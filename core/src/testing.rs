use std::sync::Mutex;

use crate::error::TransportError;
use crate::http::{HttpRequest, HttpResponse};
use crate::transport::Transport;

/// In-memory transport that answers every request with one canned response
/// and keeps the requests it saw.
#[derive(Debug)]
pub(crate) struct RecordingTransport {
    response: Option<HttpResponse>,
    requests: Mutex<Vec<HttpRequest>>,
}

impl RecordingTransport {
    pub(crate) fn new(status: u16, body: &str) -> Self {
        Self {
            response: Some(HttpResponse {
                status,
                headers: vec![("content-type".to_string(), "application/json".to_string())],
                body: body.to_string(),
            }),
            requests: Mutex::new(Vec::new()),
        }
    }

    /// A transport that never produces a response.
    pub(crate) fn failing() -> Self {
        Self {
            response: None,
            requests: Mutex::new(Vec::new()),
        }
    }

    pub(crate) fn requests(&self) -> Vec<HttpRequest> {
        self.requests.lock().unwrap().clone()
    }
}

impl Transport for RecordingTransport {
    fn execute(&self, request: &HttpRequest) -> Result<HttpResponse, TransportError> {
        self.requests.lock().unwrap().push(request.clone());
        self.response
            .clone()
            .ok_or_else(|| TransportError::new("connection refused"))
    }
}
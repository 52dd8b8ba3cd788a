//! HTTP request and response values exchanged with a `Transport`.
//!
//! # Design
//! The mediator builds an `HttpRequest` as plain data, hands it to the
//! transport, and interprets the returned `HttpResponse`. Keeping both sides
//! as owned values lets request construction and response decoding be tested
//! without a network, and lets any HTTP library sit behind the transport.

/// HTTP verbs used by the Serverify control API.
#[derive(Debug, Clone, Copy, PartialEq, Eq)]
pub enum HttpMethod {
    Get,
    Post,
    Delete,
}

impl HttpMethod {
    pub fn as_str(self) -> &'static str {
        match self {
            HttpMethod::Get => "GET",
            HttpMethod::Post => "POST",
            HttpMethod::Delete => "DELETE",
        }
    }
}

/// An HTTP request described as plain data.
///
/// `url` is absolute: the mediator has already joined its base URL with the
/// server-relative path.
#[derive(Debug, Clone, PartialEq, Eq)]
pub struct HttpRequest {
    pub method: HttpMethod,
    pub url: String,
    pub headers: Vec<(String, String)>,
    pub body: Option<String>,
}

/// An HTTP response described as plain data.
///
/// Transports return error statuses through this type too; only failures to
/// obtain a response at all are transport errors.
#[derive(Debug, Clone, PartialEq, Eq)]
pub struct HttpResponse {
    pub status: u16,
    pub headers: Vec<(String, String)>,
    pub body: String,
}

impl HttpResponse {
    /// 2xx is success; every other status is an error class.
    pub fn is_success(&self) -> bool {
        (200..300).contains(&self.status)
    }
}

────────────────────

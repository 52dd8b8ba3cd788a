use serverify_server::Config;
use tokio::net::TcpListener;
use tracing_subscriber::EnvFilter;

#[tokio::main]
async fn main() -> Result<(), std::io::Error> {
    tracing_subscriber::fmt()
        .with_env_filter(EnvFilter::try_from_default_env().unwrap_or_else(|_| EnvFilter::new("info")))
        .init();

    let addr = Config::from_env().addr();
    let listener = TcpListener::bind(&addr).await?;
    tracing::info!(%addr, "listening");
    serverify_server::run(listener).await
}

────────────────────

* WHAT YOU HAVE TO DO: Search the material above for the word "Mutex", and return each line that holds it.

* TASK OUTPUT:
use std::sync::Mutex;
    requests: Mutex<Vec<HttpRequest>>,
            requests: Mutex::new(Vec::new()),
            requests: Mutex::new(Vec::new()),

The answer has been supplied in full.